We would like to thank the FAANG community for the general support and in particular A. Archibald (Roslin Institute, UK), L. Clarke, P. Harrison (EMBL-EBI, UK), and M. Groenen (WUR, Netherlands) for their collaboration in the organization of the project, and B. Rosen (ARS, USDA) for providing information about the goat sexual chromosomes.
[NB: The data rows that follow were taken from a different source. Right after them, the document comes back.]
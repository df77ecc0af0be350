use std::future::Future;
use std::sync::{Arc, Mutex, Weak};

use telepathy_bus::error::names;
use telepathy_bus::{
    Bus, DBusError, MethodCall, Signal, SignalReceiver, Variant, VariantMap, DBUS_INTERFACE,
    DBUS_PATH,
};
use tokio::sync::watch;

type InvalidationListener = Box<dyn FnOnce(&DBusError) + Send>;

/// Spawns `future` on the current tokio runtime, if there is one.
pub(crate) fn spawn<F>(future: F)
where
    F: Future<Output = ()> + Send + 'static,
{
    match tokio::runtime::Handle::try_current() {
        Ok(handle) => {
            handle.spawn(future);
        }
        Err(_) => log::warn!("proxy: no async runtime available, dropping background task"),
    }
}

/// Runs `f` after the current task yields, or inline without a runtime.
pub(crate) fn defer<F>(f: F)
where
    F: FnOnce() + Send + 'static,
{
    match tokio::runtime::Handle::try_current() {
        Ok(handle) => {
            handle.spawn(async move { f() });
        }
        Err(_) => f(),
    }
}

/// Identifies a listener registered with [`DBusProxy::on_invalidated`].
#[derive(Clone, Copy, Debug, PartialEq, Eq)]
pub struct ListenerId(u64);

#[derive(Default)]
struct InvalidationState {
    error: Option<DBusError>,
    emitted: bool,
    next_listener: u64,
    listeners: Vec<(ListenerId, InvalidationListener)>,
}

struct ProxyInner {
    bus: Arc<dyn Bus>,
    bus_name: Mutex<String>,
    object_path: String,
    invalidation: Mutex<InvalidationState>,
    notify: watch::Sender<Option<DBusError>>,
}

/// Identity of one remote object plus its invalidation state.
///
/// Cloning is cheap and every clone shares the same state. Invalidation
/// happens at most once; the first reason wins and later attempts are
/// ignored. Listeners are notified from a deferred task so the code that
/// triggered the invalidation finishes first.
#[derive(Clone)]
pub struct DBusProxy {
    inner: Arc<ProxyInner>,
}

impl std::fmt::Debug for DBusProxy {
    fn fmt(&self, f: &mut std::fmt::Formatter<'_>) -> std::fmt::Result {
        f.debug_struct("DBusProxy")
            .field("bus_name", &self.bus_name())
            .field("object_path", &self.inner.object_path)
            .field("valid", &self.is_valid())
            .finish()
    }
}

impl DBusProxy {
    pub fn new(bus: Arc<dyn Bus>, bus_name: impl Into<String>, object_path: impl Into<String>) -> Self {
        let (notify, _) = watch::channel(None);
        let proxy = Self {
            inner: Arc::new(ProxyInner {
                bus,
                bus_name: Mutex::new(bus_name.into()),
                object_path: object_path.into(),
                invalidation: Mutex::new(InvalidationState::default()),
                notify,
            }),
        };
        if !proxy.inner.bus.is_connected() {
            proxy.invalidate(names::DISCONNECTED, "DBus connection disconnected");
        }
        proxy
    }

    pub fn bus(&self) -> &Arc<dyn Bus> {
        &self.inner.bus
    }

    pub fn bus_name(&self) -> String {
        self.inner
            .bus_name
            .lock()
            .expect("proxy bus name mutex poisoned")
            .clone()
    }

    pub fn object_path(&self) -> &str {
        &self.inner.object_path
    }

    fn invalidation_state(&self) -> std::sync::MutexGuard<'_, InvalidationState> {
        self.inner
            .invalidation
            .lock()
            .expect("proxy invalidation mutex poisoned")
    }

    pub fn is_valid(&self) -> bool {
        self.invalidation_state().error.is_none()
    }

    /// The stored invalidation, if any.
    pub fn invalidation(&self) -> Option<DBusError> {
        self.invalidation_state().error.clone()
    }

    /// Empty while the proxy is valid.
    pub fn invalidation_reason(&self) -> String {
        self.invalidation().map(|err| err.name).unwrap_or_default()
    }

    /// Empty while the proxy is valid.
    pub fn invalidation_message(&self) -> String {
        self.invalidation().map(|err| err.message).unwrap_or_default()
    }

    /// Marks the proxy permanently unusable. Returns `false` when it was
    /// already invalidated, in which case nothing changes.
    pub fn invalidate(&self, reason: impl Into<String>, message: impl Into<String>) -> bool {
        let error = DBusError::new(reason, message);
        {
            let mut state = self.invalidation_state();
            if let Some(existing) = &state.error {
                log::debug!(
                    "proxy({}): already invalidated by {}, ignoring {}",
                    self.inner.object_path,
                    existing.name,
                    error.name
                );
                return false;
            }
            log::debug!("proxy({}): invalidated: {}", self.inner.object_path, error);
            state.error = Some(error);
        }

        let proxy = self.clone();
        defer(move || proxy.emit_invalidated());
        true
    }

    fn emit_invalidated(&self) {
        let (error, listeners) = {
            let mut state = self.invalidation_state();
            let Some(error) = state.error.clone() else {
                return;
            };
            state.emitted = true;
            (error, std::mem::take(&mut state.listeners))
        };
        for (_, listener) in listeners {
            listener(&error);
        }
        self.inner.notify.send_replace(Some(error));
    }

    /// Registers `listener` to run once when the proxy is invalidated.
    /// Listeners run in registration order.
    pub fn on_invalidated<F>(&self, listener: F) -> ListenerId
    where
        F: FnOnce(&DBusError) + Send + 'static,
    {
        let mut state = self.invalidation_state();
        let id = ListenerId(state.next_listener);
        state.next_listener += 1;
        if state.emitted {
            if let Some(error) = state.error.clone() {
                drop(state);
                defer(move || listener(&error));
                return id;
            }
        }
        state.listeners.push((id, Box::new(listener)));
        id
    }

    /// Drops a listener that has not run yet.
    pub fn remove_invalidation_listener(&self, id: ListenerId) {
        self.invalidation_state()
            .listeners
            .retain(|(listener, _)| *listener != id);
    }

    #[cfg(test)]
    pub(crate) fn listener_count(&self) -> usize {
        self.invalidation_state().listeners.len()
    }

    /// Resolves with the invalidation once it has been announced.
    pub async fn invalidated(&self) -> DBusError {
        let mut rx = self.inner.notify.subscribe();
        loop {
            let current = rx.borrow_and_update().clone();
            if let Some(error) = current {
                return error;
            }
            if rx.changed().await.is_err() {
                return self
                    .invalidation()
                    .unwrap_or_else(|| DBusError::disconnected("proxy dropped"));
            }
        }
    }

    /// Calls `interface.member` on this object. Fails without touching the
    /// bus once the proxy is invalidated.
    pub async fn call(
        &self,
        interface: &str,
        member: &str,
        args: Vec<Variant>,
    ) -> Result<Vec<Variant>, DBusError> {
        if let Some(error) = self.invalidation() {
            return Err(error);
        }
        let call = MethodCall::new(self.bus_name(), self.object_path(), interface, member, args);
        self.inner.bus.call(call).await
    }

    /// `Properties.GetAll(interface)` on this object.
    pub async fn get_all(&self, interface: &str) -> Result<VariantMap, DBusError> {
        if let Some(error) = self.invalidation() {
            return Err(error);
        }
        self.inner
            .bus
            .get_all(&self.bus_name(), self.object_path(), interface)
            .await
    }

    pub fn subscribe(&self, interface: &str) -> SignalReceiver {
        self.inner.bus.subscribe(self.object_path(), interface)
    }

    /// Feeds every signal of `interface` to `handler` while both `target`
    /// and this proxy are alive and valid.
    pub(crate) fn connect_signals<T, F>(&self, interface: &str, target: Weak<T>, handler: F)
    where
        T: Send + Sync + 'static,
        F: Fn(&Arc<T>, Signal) + Send + 'static,
    {
        let mut rx = self.subscribe(interface);
        let proxy = Arc::downgrade(&self.inner);
        spawn(async move {
            while let Some(signal) = rx.recv().await {
                let Some(target) = target.upgrade() else {
                    break;
                };
                let valid = proxy
                    .upgrade()
                    .map(|inner| DBusProxy { inner }.is_valid())
                    .unwrap_or(false);
                if !valid {
                    break;
                }
                handler(&target, signal);
            }
        });
    }

    /// Binds the proxy to the unique name currently owning its bus name and
    /// invalidates it when that owner goes away.
    pub(crate) fn track_name_owner(&self) {
        let well_known = self.bus_name();
        let mut rx = self.inner.bus.subscribe(DBUS_PATH, DBUS_INTERFACE);
        let weak = Arc::downgrade(&self.inner);
        spawn(async move {
            let resolved = {
                let Some(inner) = weak.upgrade() else {
                    return;
                };
                let proxy = DBusProxy { inner };
                match proxy.inner.bus.get_name_owner(&well_known).await {
                    Ok(owner) => {
                        log::trace!("proxy({}): {} owned by {}", proxy.object_path(), well_known, owner);
                        *proxy
                            .inner
                            .bus_name
                            .lock()
                            .expect("proxy bus name mutex poisoned") = owner.clone();
                        owner
                    }
                    Err(err) => {
                        proxy.invalidate(err.name, err.message);
                        return;
                    }
                }
            };

            while let Some(signal) = rx.recv().await {
                if signal.member != "NameOwnerChanged" {
                    continue;
                }
                let Some(inner) = weak.upgrade() else {
                    break;
                };
                let proxy = DBusProxy { inner };
                if !proxy.is_valid() {
                    break;
                }
                let name = signal.args.first().and_then(Variant::as_str).unwrap_or_default();
                let new_owner = signal.args.get(2).and_then(Variant::as_str).unwrap_or_default();
                if (name == well_known || name == resolved) && new_owner != resolved {
                    proxy.invalidate(names::NAME_HAS_NO_OWNER, "Name owner lost (service crashed?)");
                    break;
                }
            }
        });
    }
}

#[cfg(test)]
mod tests {
    use std::sync::atomic::{AtomicUsize, Ordering};

    use telepathy_bus::MockBus;

    use super::*;

    fn proxy(bus: &Arc<MockBus>) -> DBusProxy {
        DBusProxy::new(
            Arc::clone(bus) as Arc<dyn Bus>,
            "org.example.Service",
            "/org/example/Object",
        )
    }

    #[tokio::test]
    async fn first_invalidation_wins() {
        let bus = Arc::new(MockBus::new());
        let proxy = proxy(&bus);
        assert!(proxy.is_valid());

        assert!(proxy.invalidate("Foo.Error", "bus gone"));
        assert!(!proxy.invalidate("Bar.Error", "other"));
        assert_eq!(proxy.invalidation_reason(), "Foo.Error");
        assert_eq!(proxy.invalidation_message(), "bus gone");

        let announced = proxy.invalidated().await;
        assert_eq!(announced.name, "Foo.Error");
    }

    #[tokio::test]
    async fn listeners_run_after_invalidating_frame_in_order() {
        let bus = Arc::new(MockBus::new());
        let proxy = proxy(&bus);
        let order = Arc::new(Mutex::new(Vec::new()));
        for tag in ["first", "second"] {
            let order = Arc::clone(&order);
            proxy.on_invalidated(move |err| {
                order
                    .lock()
                    .expect("order mutex")
                    .push(format!("{tag}:{}", err.name));
            });
        }

        proxy.invalidate("Foo.Error", "bus gone");
        assert!(order.lock().expect("order mutex").is_empty());

        proxy.invalidated().await;
        assert_eq!(
            *order.lock().expect("order mutex"),
            vec!["first:Foo.Error", "second:Foo.Error"]
        );
    }

    #[tokio::test]
    async fn removed_listener_never_runs() {
        let bus = Arc::new(MockBus::new());
        let proxy = proxy(&bus);
        let hits = Arc::new(AtomicUsize::new(0));
        let ids: Vec<ListenerId> = (0..2)
            .map(|_| {
                let counter = Arc::clone(&hits);
                proxy.on_invalidated(move |_| {
                    counter.fetch_add(1, Ordering::SeqCst);
                })
            })
            .collect();
        assert_ne!(ids[0], ids[1]);

        proxy.remove_invalidation_listener(ids[0]);
        assert_eq!(proxy.listener_count(), 1);

        proxy.invalidate("Foo.Error", "gone");
        proxy.invalidated().await;
        assert_eq!(hits.load(Ordering::SeqCst), 1);
    }

    #[tokio::test]
    async fn late_listener_still_notified() {
        let bus = Arc::new(MockBus::new());
        let proxy = proxy(&bus);
        proxy.invalidate("Foo.Error", "gone");
        proxy.invalidated().await;

        let hits = Arc::new(AtomicUsize::new(0));
        let counter = Arc::clone(&hits);
        proxy.on_invalidated(move |_| {
            counter.fetch_add(1, Ordering::SeqCst);
        });
        tokio::task::yield_now().await;
        assert_eq!(hits.load(Ordering::SeqCst), 1);
    }

    #[tokio::test]
    async fn calls_fail_fast_once_invalidated() {
        let bus = Arc::new(MockBus::new());
        bus.reply("/org/example/Object", "org.example.Iface", "Ping", Vec::new());
        let proxy = proxy(&bus);
        proxy.call("org.example.Iface", "Ping", Vec::new()).await.expect("valid call");

        proxy.invalidate("Foo.Error", "gone");
        let err = proxy
            .call("org.example.Iface", "Ping", Vec::new())
            .await
            .expect_err("invalidated");
        assert_eq!(err.name, "Foo.Error");
        assert_eq!(bus.call_count("Ping"), 1);
    }

    #[tokio::test]
    async fn disconnected_bus_invalidates_on_construction() {
        let bus = Arc::new(MockBus::new());
        bus.set_connected(false);
        let proxy = proxy(&bus);
        assert_eq!(proxy.invalidation_reason(), names::DISCONNECTED);
    }

    #[tokio::test]
    async fn lost_name_owner_invalidates() {
        let bus = Arc::new(MockBus::new());
        bus.set_name_owner("org.example.Service", Some(":1.7"));
        let proxy = proxy(&bus);
        proxy.track_name_owner();
        for _ in 0..10 {
            tokio::task::yield_now().await;
        }
        assert_eq!(proxy.bus_name(), ":1.7");

        bus.emit(
            DBUS_PATH,
            DBUS_INTERFACE,
            "NameOwnerChanged",
            vec!["org.example.Service".into(), ":1.7".into(), "".into()],
        );
        let err = proxy.invalidated().await;
        assert_eq!(err.name, names::NAME_HAS_NO_OWNER);
    }

    #[tokio::test]
    async fn unowned_name_invalidates() {
        let bus = Arc::new(MockBus::new());
        bus.set_name_owner("org.example.Service", None);
        let proxy = proxy(&bus);
        proxy.track_name_owner();
        let err = proxy.invalidated().await;
        assert_eq!(err.name, names::NAME_HAS_NO_OWNER);
    }
}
We wish to thank all field operators at INRA experimental animal facilities, units, and platforms in France for the access and the assistance in animal handling and sampling, including the following: Y. Gallard, UE Le Pin (Gouffern en Auge), F. Bouvier and T. Fassier, UE Bourges (Osmoy), S. Ferchaud, UE GenESI (Magneraud/Rouillé), Y. Baumard, UE PEAT (Nouzilly), C. Berri and J. Gautron, UR BOA (Nouzilly), G. Gomot, J.P. Dubois and A. Arnould, UR PRC CIRE (Nouzilly), E. Guettier, D. Capo and J. Savoie, UE PAO (Nouzilly).

We are grateful to A. Breschi (Stanford, USA) and J. Lagarde (CRG, Spain) for sharing scripts and to N. Servant (Institut Curie, France) for assistance on HiC-PRO. Additional acknowledgements go to C. Donnadieu and O. Bouchez from the Get-Plage sequencing platform (INRA Toulouse) and to C. Gaspin and her staff at the GenoToul bioinformatics platform (INRA Toulouse), especially D. Laborie and M.S. Trotard for IT support.

Funding

This study has been supported by the INRA “SelGen metaprogramme”, grant “FR-AgENCODE: A French pilot project to enrich the annotation of livestock genomes” (2015–2017). S. Djebali, A. Rau and E. Crisci are supported by the AgreenSkills+ fellowship program with funding from the EU’s Seventh Framework Program under grant agreement FP7-609398. E. Crisci was also supported by the Animal Health and Welfare ERA-Net (anihwa) - project KILLeuPRRSV. Additional financial support for tissue biobanking was provided by the CRB-Anim infrastructure project, ANR-11-INBS-0003, funded by the French National Research Agency in the context of the “Investing for the Future” program.

Author information

Authors and Affiliations

Authors

Contributions

MTB and SFa (coordination), AG, EG, FB, FD, FL, GTK, HA, MTB, PQ, SDP, SFa, SLL, SVN (sampling and cell sorting) contributed to animal and sampling. DE and HA (coordination), DE, SDP (RNA-seq libraries), AG, EG, KMun (ATAC-seq libraries), FM, HA, and MM (Hi-C libraries) contributed to molecular assays. CK, SD, SFo (coordination), CC, SD (RNA-seq), KMun, SD, SFo (ATAC-seq), KMur, SL, TD (lncRNAs), AR, NV, RML (differential analyses), DR, IG, MM, MSC, MZ, NV, SFo (Hi-C pipeline), EC, EG, SD, SL, TD (functional analyses), SD, SFo (metadata), AR, NV, SD, SFo, TF (integrative analyses), HA, SD, SFo, SM, and PB (data submission) contributed to bioinformatics and data analysis. AR, CK, EG, HA, KMun, KMur, MTB, MZ, NV, SD, SFo, SL, and TD contributed to the manuscript writing. EG, MHP, SFo, and SL are the management committee. EG and SFo are responsible for project coordination. All authors have read and approved the manuscript.

Corresponding authors

Correspondence to Sylvain Foissac or Elisabetta Giuffra.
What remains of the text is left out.